* **Data to process**
—————
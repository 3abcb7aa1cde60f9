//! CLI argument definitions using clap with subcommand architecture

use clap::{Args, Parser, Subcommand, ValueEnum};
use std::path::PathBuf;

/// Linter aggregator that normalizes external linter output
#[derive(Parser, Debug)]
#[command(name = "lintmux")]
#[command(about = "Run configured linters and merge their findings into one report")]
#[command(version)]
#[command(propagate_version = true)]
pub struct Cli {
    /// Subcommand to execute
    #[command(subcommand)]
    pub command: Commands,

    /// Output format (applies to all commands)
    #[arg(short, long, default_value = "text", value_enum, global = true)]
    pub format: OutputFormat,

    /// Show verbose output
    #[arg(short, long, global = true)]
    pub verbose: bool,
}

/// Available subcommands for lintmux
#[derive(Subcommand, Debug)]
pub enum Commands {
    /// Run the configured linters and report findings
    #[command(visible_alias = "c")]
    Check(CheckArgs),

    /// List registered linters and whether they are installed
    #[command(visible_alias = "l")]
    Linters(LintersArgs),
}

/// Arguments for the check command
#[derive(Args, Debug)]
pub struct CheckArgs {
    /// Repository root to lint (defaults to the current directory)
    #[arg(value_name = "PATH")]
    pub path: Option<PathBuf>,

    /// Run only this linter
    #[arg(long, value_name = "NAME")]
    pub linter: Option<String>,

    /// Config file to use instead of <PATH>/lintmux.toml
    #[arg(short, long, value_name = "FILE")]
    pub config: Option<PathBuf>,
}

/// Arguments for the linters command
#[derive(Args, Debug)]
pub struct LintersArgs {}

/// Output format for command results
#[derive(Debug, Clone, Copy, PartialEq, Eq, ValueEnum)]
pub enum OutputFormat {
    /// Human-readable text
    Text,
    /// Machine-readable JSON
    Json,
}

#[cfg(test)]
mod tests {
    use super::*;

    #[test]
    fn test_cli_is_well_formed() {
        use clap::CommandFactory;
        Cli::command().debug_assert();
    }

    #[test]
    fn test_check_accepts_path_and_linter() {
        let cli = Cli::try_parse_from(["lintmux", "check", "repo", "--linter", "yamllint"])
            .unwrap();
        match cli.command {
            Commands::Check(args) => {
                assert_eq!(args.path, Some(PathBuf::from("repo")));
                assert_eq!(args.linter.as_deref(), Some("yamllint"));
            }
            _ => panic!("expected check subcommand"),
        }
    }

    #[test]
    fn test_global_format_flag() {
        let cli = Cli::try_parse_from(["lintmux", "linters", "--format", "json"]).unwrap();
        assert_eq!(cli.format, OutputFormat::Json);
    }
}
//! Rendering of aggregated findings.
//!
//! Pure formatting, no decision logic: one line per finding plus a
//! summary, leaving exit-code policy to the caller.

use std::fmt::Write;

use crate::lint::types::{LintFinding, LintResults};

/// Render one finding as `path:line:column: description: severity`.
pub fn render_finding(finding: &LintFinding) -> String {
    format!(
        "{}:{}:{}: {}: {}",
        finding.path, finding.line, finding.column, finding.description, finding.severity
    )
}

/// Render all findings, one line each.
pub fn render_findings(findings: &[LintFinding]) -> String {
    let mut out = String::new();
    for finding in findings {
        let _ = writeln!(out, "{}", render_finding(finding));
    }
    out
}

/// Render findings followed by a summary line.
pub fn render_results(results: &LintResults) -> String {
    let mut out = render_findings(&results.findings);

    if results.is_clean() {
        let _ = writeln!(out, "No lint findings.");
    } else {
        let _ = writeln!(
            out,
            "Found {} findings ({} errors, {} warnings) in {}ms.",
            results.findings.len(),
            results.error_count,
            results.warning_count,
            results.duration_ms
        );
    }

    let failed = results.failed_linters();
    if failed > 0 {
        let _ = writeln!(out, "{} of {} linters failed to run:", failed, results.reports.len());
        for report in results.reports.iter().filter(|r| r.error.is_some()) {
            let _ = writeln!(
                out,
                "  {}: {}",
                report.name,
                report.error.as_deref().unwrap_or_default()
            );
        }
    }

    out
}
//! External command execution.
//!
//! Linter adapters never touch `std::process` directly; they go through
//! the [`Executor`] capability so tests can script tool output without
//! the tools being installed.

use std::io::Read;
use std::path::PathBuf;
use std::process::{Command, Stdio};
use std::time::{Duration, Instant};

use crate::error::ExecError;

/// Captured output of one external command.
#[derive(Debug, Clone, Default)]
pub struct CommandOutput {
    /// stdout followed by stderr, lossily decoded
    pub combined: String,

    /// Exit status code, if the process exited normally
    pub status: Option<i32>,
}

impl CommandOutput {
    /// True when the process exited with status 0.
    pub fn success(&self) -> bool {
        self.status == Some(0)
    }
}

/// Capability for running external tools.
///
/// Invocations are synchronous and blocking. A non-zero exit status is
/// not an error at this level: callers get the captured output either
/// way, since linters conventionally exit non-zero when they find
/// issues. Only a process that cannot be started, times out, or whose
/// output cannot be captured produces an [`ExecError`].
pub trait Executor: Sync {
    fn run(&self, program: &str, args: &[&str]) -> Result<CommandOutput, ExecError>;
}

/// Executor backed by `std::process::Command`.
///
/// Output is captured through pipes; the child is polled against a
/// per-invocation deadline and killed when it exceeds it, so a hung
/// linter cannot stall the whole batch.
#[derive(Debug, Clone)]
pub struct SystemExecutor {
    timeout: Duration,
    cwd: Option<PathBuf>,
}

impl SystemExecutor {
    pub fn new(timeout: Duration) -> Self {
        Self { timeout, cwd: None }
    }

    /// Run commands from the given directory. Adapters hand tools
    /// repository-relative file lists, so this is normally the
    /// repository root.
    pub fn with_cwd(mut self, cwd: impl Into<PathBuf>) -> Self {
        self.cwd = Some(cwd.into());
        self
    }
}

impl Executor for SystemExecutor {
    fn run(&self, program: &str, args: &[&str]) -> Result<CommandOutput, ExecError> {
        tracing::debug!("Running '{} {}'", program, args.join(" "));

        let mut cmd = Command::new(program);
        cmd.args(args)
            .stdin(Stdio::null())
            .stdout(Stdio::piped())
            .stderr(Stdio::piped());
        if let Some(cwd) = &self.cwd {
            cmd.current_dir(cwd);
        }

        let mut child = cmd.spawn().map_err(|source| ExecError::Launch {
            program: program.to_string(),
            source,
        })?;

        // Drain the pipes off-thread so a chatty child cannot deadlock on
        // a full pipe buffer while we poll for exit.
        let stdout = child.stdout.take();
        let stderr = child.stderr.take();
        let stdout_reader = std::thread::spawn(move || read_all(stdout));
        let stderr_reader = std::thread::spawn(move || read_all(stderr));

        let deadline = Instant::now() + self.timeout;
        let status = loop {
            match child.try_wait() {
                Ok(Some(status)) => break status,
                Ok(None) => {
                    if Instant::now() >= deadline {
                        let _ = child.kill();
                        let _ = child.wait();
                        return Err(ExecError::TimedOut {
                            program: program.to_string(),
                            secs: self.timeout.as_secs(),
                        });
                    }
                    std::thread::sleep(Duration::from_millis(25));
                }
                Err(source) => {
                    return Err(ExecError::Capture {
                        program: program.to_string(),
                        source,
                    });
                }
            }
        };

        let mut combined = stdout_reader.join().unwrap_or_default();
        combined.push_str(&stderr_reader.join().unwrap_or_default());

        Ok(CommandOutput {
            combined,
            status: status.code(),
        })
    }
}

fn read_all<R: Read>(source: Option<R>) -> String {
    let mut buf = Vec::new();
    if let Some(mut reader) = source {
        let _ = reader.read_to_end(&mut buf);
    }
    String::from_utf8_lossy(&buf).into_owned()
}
—————
* **Exercise details**
For the word "ValueEnum", count the lines in the records that contain it. Give the number and no other words.

* **Problem solution**
2